But when, each year, from distant ways
The winter comes with rainy days
And there is still no snow to see
And snow just seems not meant to be…
Whoa! The horse stands above the ground
As Young Tongue Brat’s ring spins around:
Seven times it spins, and then
The snow falls to the ground again.
The trouble, Ben thought, was that the whole thing seemed so familiar to him. The words weren’t familiar—he couldn’t say that he had heard those silly rhymes before—but the story, there was something about the story. Where was it from? Ben was navigating the muddy path along the school’s brick wall, racking his brain for remnants of the Young Tongue Brat, when a deep voice bellowed into his ear:
“Today is the day, Wizkind.”
Ben didn’t even have time to turn around before someone grabbed him by the neck and threw him against the wall, backside first. He landed on his feet and found himself facing the male members of the Meltdown Gang, raven-boys on both sides and Leonid at the helm. Yuri grabbed Ben’s arm and pulled off his backpack, casting it in the mud.
“You think I do not mean it? I do,” Leonid said. “I beat you up myself.”
Ben glanced around at the raven-boys’ beaked noses and Leonid’s giant face, towering above him. He had had this dream before, many times. But this did not seem to be a dream. He bit his lip, tasting sweet blood as his chapped lip cracked under his teeth, his vision reeling. And then suddenly, like in those blissful moments during tapings of Beat the Wizkind between hearing the question and realizing that he knew the answer, a hushed thrill rushed through Ben’s body, carefully contained beneath his skin. He was no more frightened than the Young Tongue Brat.
“Go ahead,” he told Leonid. “I dare you.” For a second he felt anxious, the familiar panic of the game show contestant who instantly realizes his response might have been wrong. But Ben hid his panic, staring Leonid in the eye.
The Meltdown Gang exchanged puzzled glances until Leonid finally laughed. “Okay, I fight you,” he bellowed. “But Wizkind, I show I am fair. You cannot tell people you were beat by giants. I will kneel in mud for you, and I will still beat you up.”
“Be my guest,” Ben said, his voice shaking. He leaned back against the wall.
Again the Meltdown Gang paused, the flock of ravens exchanging fevered whispers. But then Yuri picked up Ben’s backpack and pulled out his trigonometry textbook, dropping it in the mud at Leonid’s enormous feet.

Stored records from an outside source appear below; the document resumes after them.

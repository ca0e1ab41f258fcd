// Copyright (C) 2026 Fred Clausen
// Use of this source code is governed by an MIT-style
// license that can be found in the LICENSE file or at
// https://opensource.org/licenses/MIT.

//! Repatriant mutations.

use diesel::SqliteConnection;
use diesel::prelude::*;
use repatria_domain::DependentKind;
use tracing::{debug, info};

use crate::data_models::{DependentInput, RepatriantChanges, RepatriantFields};
use crate::diesel_schema::{children, family_members, repatriants};
use crate::error::PersistenceError;
use crate::queries::repatriants::{next_repatriant_id, repatriant_exists};

/// Registers a repatriant together with its dependents.
///
/// The ID is one past the current maximum.
///
/// # Errors
///
/// Returns an error if any insert fails; nothing is written in that case.
pub fn register_repatriant(
    conn: &mut SqliteConnection,
    fields: &RepatriantFields,
    dependents: &[DependentInput],
) -> Result<i64, PersistenceError> {
    conn.transaction::<_, PersistenceError, _>(|conn| {
        let repatriant_id: i64 = next_repatriant_id(conn)?;

        diesel::insert_into(repatriants::table)
            .values((repatriants::repatriant_id.eq(repatriant_id), fields))
            .execute(conn)?;

        insert_dependents(conn, repatriant_id, dependents)?;

        info!(
            repatriant_id,
            dependents = dependents.len(),
            "Registered repatriant"
        );
        Ok(repatriant_id)
    })
}

/// Applies a partial update and, when given, replaces the dependents.
///
/// # Errors
///
/// Returns `NotFound` if the repatriant does not exist, or an error if a
/// write fails; nothing is written in either case.
pub fn update_repatriant(
    conn: &mut SqliteConnection,
    repatriant_id: i64,
    changes: &RepatriantChanges,
    dependents: Option<&[DependentInput]>,
) -> Result<(), PersistenceError> {
    conn.transaction::<_, PersistenceError, _>(|conn| {
        if !repatriant_exists(conn, repatriant_id)? {
            return Err(PersistenceError::NotFound(format!(
                "Repatriant {repatriant_id} not found"
            )));
        }

        if !changes.is_empty() {
            diesel::update(repatriants::table)
                .filter(repatriants::repatriant_id.eq(repatriant_id))
                .set(changes)
                .execute(conn)?;
        }

        if let Some(dependents) = dependents {
            replace_dependents_in(conn, repatriant_id, dependents)?;
        }

        info!(repatriant_id, "Updated repatriant");
        Ok(())
    })
}

/// Replaces every child and family member of a repatriant.
///
/// # Errors
///
/// Returns an error if a write fails; nothing is written in that case.
pub fn replace_dependents(
    conn: &mut SqliteConnection,
    repatriant_id: i64,
    dependents: &[DependentInput],
) -> Result<(), PersistenceError> {
    conn.transaction::<_, PersistenceError, _>(|conn| {
        replace_dependents_in(conn, repatriant_id, dependents)
    })
}

fn replace_dependents_in(
    conn: &mut SqliteConnection,
    repatriant_id: i64,
    dependents: &[DependentInput],
) -> Result<(), PersistenceError> {
    diesel::delete(children::table.filter(children::repatriant_id.eq(repatriant_id)))
        .execute(conn)?;
    diesel::delete(family_members::table.filter(family_members::repatriant_id.eq(repatriant_id)))
        .execute(conn)?;
    insert_dependents(conn, repatriant_id, dependents)
}

fn insert_dependents(
    conn: &mut SqliteConnection,
    repatriant_id: i64,
    dependents: &[DependentInput],
) -> Result<(), PersistenceError> {
    for dependent in dependents {
        match dependent.kind() {
            DependentKind::Child => {
                diesel::insert_into(children::table)
                    .values((
                        children::repatriant_id.eq(repatriant_id),
                        children::relationship.eq(&dependent.relationship),
                        children::full_name.eq(&dependent.full_name),
                        children::birth_year.eq(&dependent.birth_year),
                        children::birthplace.eq(&dependent.birthplace),
                        children::citizenship.eq(&dependent.citizenship),
                        children::nationality.eq(&dependent.nationality),
                        children::lives_with_parent.eq(dependent.lives_with_parent),
                    ))
                    .execute(conn)?;
            }
            DependentKind::FamilyMember => {
                let birth_year: Option<i32> = dependent
                    .birth_year
                    .as_deref()
                    .and_then(|year| year.trim().parse().ok());

                diesel::insert_into(family_members::table)
                    .values((
                        family_members::repatriant_id.eq(repatriant_id),
                        family_members::relationship.eq(&dependent.relationship),
                        family_members::full_name.eq(&dependent.full_name),
                        family_members::birth_year.eq(birth_year),
                        family_members::citizenship.eq(&dependent.citizenship),
                        family_members::nationality.eq(&dependent.nationality),
                        family_members::address.eq(&dependent.address),
                        family_members::lives_with_parent.eq(dependent.lives_with_parent),
                    ))
                    .execute(conn)?;
            }
        }
    }

    debug!(repatriant_id, count = dependents.len(), "Inserted dependents");
    Ok(())
}

/// Deletes a repatriant. Dependents, case notes, housing department records
/// and queue entries go with it through the foreign key cascades; the audit
/// trail is kept.
///
/// # Errors
///
/// Returns `NotFound` if the repatriant does not exist.
pub fn delete_repatriant(
    conn: &mut SqliteConnection,
    repatriant_id: i64,
) -> Result<(), PersistenceError> {
    let rows_affected: usize = diesel::delete(repatriants::table)
        .filter(repatriants::repatriant_id.eq(repatriant_id))
        .execute(conn)?;

    if rows_affected == 0 {
        return Err(PersistenceError::NotFound(format!(
            "Repatriant {repatriant_id} not found"
        )));
    }

    info!(repatriant_id, "Deleted repatriant");
    Ok(())
}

Leonid fell to his knees with an audible thud, the textbook sinking into the mud under his weight. As Leonid straightened his back to face him, Ben was reminded oddly of the way his father used to look during High Holiday services at their synagogue, the one time of year when he—also a tall man, but much thinner—would drop to his good knee, pause briefly before he lost his balance, catch himself on his palms, and then press his own forehead to the floor until Ben helped him up. But he quickly forgot that as he faced Leonid, whose head seemed even larger now that it was at Ben’s eye level. He noticed that Leonid’s eyelashes were the same color as his hair, drowsy red.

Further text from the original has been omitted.